Bien que la plante est plusieurs noms, on fait généralement allusion à la Turbina corymbosa (ou à la Rivea corymbosa) ou par le nom auquel les mexicains y font référence, l’ololuiqui. C’est un type de morning glory qui contient des alkaloïdes, que l’on retrouve dans la Ipomoea violacea et qui a été utilisée au Mexique.

Histoire

L’une des premières descriptions et illustrations de l’ololiuqui est due au physicien espagnol Francisco Hernandez, qui mena des recherches intensives entre 1570 et 1575 sur la faune et la flore du Mexique pour Philippe II. Dans son célèbre « Rerum medicarum Novae Hispaniae thesaurus, seu plantarum, animalium, mineralium mexicanorum historia », publié à Rome en 1651, Hernandez décrit et classifie l’ololuiqui sous ces termes : « De Oliliuhqui, seu planta orbicularium foliorum ».

Un extrait d’une traduction libre de la version latine de 1651 donne : « Oliliuhqui, que certains nomment coaxihuitl, ou plante-serpent, est une plante herbacée, possédant des feuilles vertes, minces et cordées, des tiges vertes et de longues fleurs blanches. La graine est ronde et très semblable à la coriandre. »

Dans cet ouvrage, Hernandez affirme que les prêtes mangeaient l’ololuiqui, ce qui provoquait un état délirant pendant lequel ils pouvaient recevoir des messages des puissances surnaturelles et communiquer avec leurs dieux. Il indique de plus que ces prêtres avaient des visions et entraient dans des états hallucinatoires terrifiants.

A en croire les nombreux auteurs antiques cités dans la monographie de Schultes, l’ololuiqui a été largement utilisée dans les vallées mexicaines, aux temps préhispaniques. Cette plante semble avoir été plus importante dans leur religion que le peyotl ou la teonanácatl. Cependant, l’usage médicinal était aussi très développé. L’ololuiqui servait à guérir des flatulences, à remédier à des troubles vénériens, permettait d’atténuer les douleurs et de retirer les tumeurs. L’ololuiqui était censé contenir sa propre divinité, qui faisait des miracles si elle était correctement utilisée.

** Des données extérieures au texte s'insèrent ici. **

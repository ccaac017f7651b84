//! Service container - centralized service access.
//!
//! Depends on service traits, not implementations, so handlers and tests
//! can swap any service for a mock.

use std::sync::Arc;

use super::{AuthService, CaseService, UserService};
use crate::config::Config;
use crate::infra::Persistence;

/// Service container trait for dependency injection.
pub trait ServiceContainer: Send + Sync {
    /// Get authentication service
    fn auth(&self) -> Arc<dyn AuthService>;

    /// Get case service
    fn cases(&self) -> Arc<dyn CaseService>;

    /// Get user service
    fn users(&self) -> Arc<dyn UserService>;
}

/// Concrete implementation of ServiceContainer
pub struct Services {
    auth_service: Arc<dyn AuthService>,
    case_service: Arc<dyn CaseService>,
    user_service: Arc<dyn UserService>,
}

impl Services {
    /// Create a new service container with all services initialized
    pub fn new(
        auth_service: Arc<dyn AuthService>,
        case_service: Arc<dyn CaseService>,
        user_service: Arc<dyn UserService>,
    ) -> Self {
        Self {
            auth_service,
            case_service,
            user_service,
        }
    }

    /// Create service container from database connection and config
    pub fn from_connection(db: sea_orm::DatabaseConnection, config: Config) -> Self {
        use super::{Authenticator, CaseManager, UserManager};

        let uow = Arc::new(Persistence::new(db));
        let auth_service = Arc::new(Authenticator::new(uow.clone(), config));
        let case_service = Arc::new(CaseManager::new(uow.clone()));
        let user_service = Arc::new(UserManager::new(uow));

        Self {
            auth_service,
            case_service,
            user_service,
        }
    }
}

impl ServiceContainer for Services {
    fn auth(&self) -> Arc<dyn AuthService> {
        self.auth_service.clone()
    }

    fn cases(&self) -> Arc<dyn CaseService> {
        self.case_service.clone()
    }

    fn users(&self) -> Arc<dyn UserService> {
        self.user_service.clone()
    }
}
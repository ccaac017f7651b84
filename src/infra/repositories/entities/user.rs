//! User database entity for SeaORM.

use sea_orm::entity::prelude::*;

use crate::domain::{User, UserRole};

#[derive(Clone, Debug, PartialEq, Eq, DeriveEntityModel)]
#[sea_orm(table_name = "users")]
pub struct Model {
    #[sea_orm(primary_key, auto_increment = false)]
    pub id: Uuid,
    #[sea_orm(unique)]
    pub email: String,
    pub password_hash: String,
    pub name: String,
    pub role: String,
    pub is_active: bool,
    pub two_factor_secret: Option<String>,
    pub two_factor_enabled: bool,
    pub created_at: DateTimeUtc,
    pub updated_at: DateTimeUtc,
}

#[derive(Copy, Clone, Debug, EnumIter, DeriveRelation)]
pub enum Relation {
    #[sea_orm(has_one = "super::client_profile::Entity")]
    ClientProfile,
    #[sea_orm(has_one = "super::employee_profile::Entity")]
    EmployeeProfile,
}

impl Related<super::client_profile::Entity> for Entity {
    fn to() -> RelationDef {
        Relation::ClientProfile.def()
    }
}

impl Related<super::employee_profile::Entity> for Entity {
    fn to() -> RelationDef {
        Relation::EmployeeProfile.def()
    }
}

impl ActiveModelBehavior for ActiveModel {}

/// Convert database model to domain entity
impl From<Model> for User {
    fn from(model: Model) -> Self {
        User {
            id: model.id,
            email: model.email,
            password_hash: model.password_hash,
            name: model.name,
            role: UserRole::from(model.role.as_str()),
            is_active: model.is_active,
            two_factor_secret: model.two_factor_secret,
            two_factor_enabled: model.two_factor_enabled,
            created_at: model.created_at,
            updated_at: model.updated_at,
        }
    }
}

Malgré la description et l’illustration relativement bonnes données par Hernandez, l’identification botanique donna lieu à de nombreuses discussions et polémiques dans les milieux scientifiques. Au final, M.Urbina, en 1897, l’identifia comme Ololuiqui Rivea corymbosa Hall. f. (syn. Ipomoeasidaefolia (HBK)). Celle-ci fut confirmée par Schultes.

Botanique

L’ololuiqui en Nahuatl est le nom des graines et non celle de la plante. Il signifie « chose ronde » : les graines sont brunes, petites et ovales. La plante même est une plante grimpante, appelée coaxihuitl, « plante-serpent » en nahuatl, et Hiedra ou bejicco par les auteurs espagnols. C’est une morning glory, et pousse facilement et en abondance dans les montagnes du sud du Mexique. Contrairement à la Teonanacatl, elles portent ses graines pendant des mois, et celles-ci peuvent conservées indéfiniment, ou transportées dans des régions où elle ne pousse pas.

Chimie

La composant principal présent dans les graines est un amide d’acide d-lysergique également appelé ergine. Il a été constaté que l’ergine et l‘isoergine étaient présents dans les graines sous forme d’acide d-lysergique hydroxyéthylamide et d’acide d-isolysergique hydroxyéthylamide, qui résultent de leur condensation avec l’acétaldéhyde

Effets

La moins connue des quatre grands vecteurs divinatoires mexicains est bien l’oluiqui, bien qu’il soit le plus connu et le plus utilisé chez les indiens de ce pays. Ce que le monde occidental connaît sont les propriétés hallucinogènes de ces graines, qui sont aussi sensationnels que ceux des champignons et du peyotl. D’autres expériences ont prouvé que l’état hallucinogène peut-être atteint. Sa consommation provoque l’apathie, une augmentation de la sensibilité visuelle, des visions, et la possibilité de faire ressurgir des souvenirs d’enfance.

Utilisation

En raison de la limite extrêmement fine entre les doses effectives et la dose létale, ces graines doivent être consommées uniquement par des personnes expérimentées. A dose égale, les graines ololuiqui sont deux à quatre fois plus puissantes que celles de la morning glory. Les informations contenues ici Erowid et là les dosages pour la Morning glory régulière peuvent vous aider à déterminer la dose la plus appropriée.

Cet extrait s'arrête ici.